SAN DIEGO -- Philip Rivers and the rest of the San Diego Chargers knew it would be emotional when they played what could be the final NFL game in San Diego.
Maybe not this emotional.
Not long after the Chargers beat the Miami Dolphins 30-14 in a matchup of last-place teams on Sunday, Rivers, Malcom Floyd, Eric Weddle and even coach Mike McCoy came back out to greet several thousand fans who don't want their team moving to Los Angeles.
Floyd fought back tears, because he's retiring at season's end.
Rivers, who will remain with the Chargers whether they stay in San Diego or move to Los Angeles, got a bit choked up talking about the franchise's history.

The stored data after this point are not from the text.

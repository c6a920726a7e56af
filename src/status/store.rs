//! Durable sled-backed status table with conditional transitions.
//!
//! Every mutation reads the current record bytes, computes the next record and
//! writes it with `compare_and_swap` against those exact bytes. A lost race either
//! retries against the fresh record (transitions) or skips the row (claims).

use std::sync::atomic::{AtomicU64, Ordering};
use std::sync::Arc;
use std::time::Duration;

use sled::{Db, IVec, Tree};
use tracing::{debug, warn};

use crate::error::{to_storage_data, to_storage_io, PipelineError};
use crate::resolver::{DimensionFilter, GenerationSpec, SpecKey};
use crate::status::{
    now_millis, FailureReason, GenerationState, GenerationStatus, Lease, StatusBreakdown,
};

const TREE_STATUS: &str = "status";

/// A row handed to one worker for one attempt.
#[derive(Debug, Clone, PartialEq, Eq)]
pub struct Claim {
    pub spec: GenerationSpec,
    pub key: SpecKey,
    /// 1-based number of the attempt this claim is for
    pub attempt: u32,
    /// Lease token required for every transition out of `in_progress`
    pub owner: String,
    pub violation_signature: Option<String>,
    pub violation_streak: u32,
}

#[derive(Debug, Clone, Copy, Default, PartialEq, Eq)]
pub struct SeedReport {
    pub inserted: usize,
    pub existing: usize,
}

/// Store opens in this process; separates tokens of stores opened in the same millisecond.
static OPEN_COUNT: AtomicU64 = AtomicU64::new(0);

#[derive(Clone)]
pub struct StatusStore {
    db: Db,
    status: Tree,
    /// Per-open token prefix: open time plus the process-local open counter
    token_prefix: String,
    claim_seq: Arc<AtomicU64>,
}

"It was a special day, if it is the last one," said Rivers, who threw three touchdown passes to Danny Woodhead and watched as the mighty mite ran for another score. "I told the guys before the game, they've been playing football in this town before any of us were born, and there's people who're going to be at that game today that were coming to games before we were born. But we get to close it out, if it is the end. Hopefully the fans that have seen it over the years and the players that played in there can be proud today that we at least ended it the right way."
Afterward, Rivers worked his way around the stadium signing autographs. He took off his shoes, signed them and gave them away.
Rivers even signed two signs critical of team Chairman Dean Spanos, reading: "Spanos loves money and I love San Diego" and "Don't be the Grinch who stole the Bolts from San Diego."
Spanos, who has been pushing since February to beat St. Louis Rams owner Stan Kroenke to Los Angeles, refused comment as he left the locker room with his two sons, who now run the team. Spanos wants to tap L.A.'s perceived riches.
Woodhead caught touchdown passes of 20, 9 and 9 yards and scored on a 2-yard run.
Here are some things that stood out as the Chargers (4-10) beat the Dolphins (5-9):
SURREAL SCENE: After the game, Jackson Browne's "Stay" and even "Auld Lang Syne" played on the sound system. Rivers, Floyd, Weddle and McCoy signed autographs and greeted fans.
Once security and police cleared the remaining fans, Weddle, whose contract expires after the season, went to the Chargers logo at midfield and stretched out on his back.
"I felt that's the least we could do," Rivers said. "It's more than just us that this affects, obviously, if it is the last time.
"You want them to at least end it with a memory that was unique. At least just a token that, we thank you. If this is the last one, I'll always be sick that we didn't win a championship while we were here."
THE CONTROVERSY: Spanos, who has been pushing since February to be positioned to beat St. Louis Rams owner Stan Kroenke to Los Angeles, refused comment as he left the locker room with his two sons, who now run the team. Spanos wants to tap L.A.'s perceived riches. NFL owners could vote on relocation next month. The Chargers and archrival Oakland Raiders want to build a stadium in Carson, while Kroenke wants to build one in Inglewood.
Spanos was the target of several signs. One read, "Does 54 years mean nothing Dean? NFL?" The sign was off by one year; the Chargers have been here 55 years.
FAREWELL TO FLOYD: In the fourth quarter, the Chargers played a video tribute to Floyd, who's retiring after 12 seasons in San Diego. He fought back tears after greeting fans following his final home game. Rivers tried to get Floyd a TD pass, but was intercepted at the 1 by Brent Grimes.
With 37 seconds left, McCoy called timeout so Rivers, tight end Antonio Gates and Floyd could leave the game to applause.
He did the same thing for Weddle.
Those fans who stuck around to the end cheered at the final gun.
PLAY OF THE GAME: Early in the second quarter, Rivers was intercepted by Reshad Jones, who weaved through traffic for 42 yards before guard Orlando Franklin stripped the ball. After a wild scramble, Rivers jumped on it. The Chargers moved down the field for Lambo's 28-yard field goal for a 9-0 lead.
MIAMI MUSINGS: The Dolphins lost for the fourth time in five games.
"I'm disappointed, frustrated, upset, mad, angry and any adjective you can think of right now," quarterback Ryan Tannehill said. "To come out and play like that on both sides of the ball is unacceptable in every sense of the word."
Jay Ajayi scored on a 12-yard run in the third quarter and Tannehill had a 1-yard keeper late in the fourth.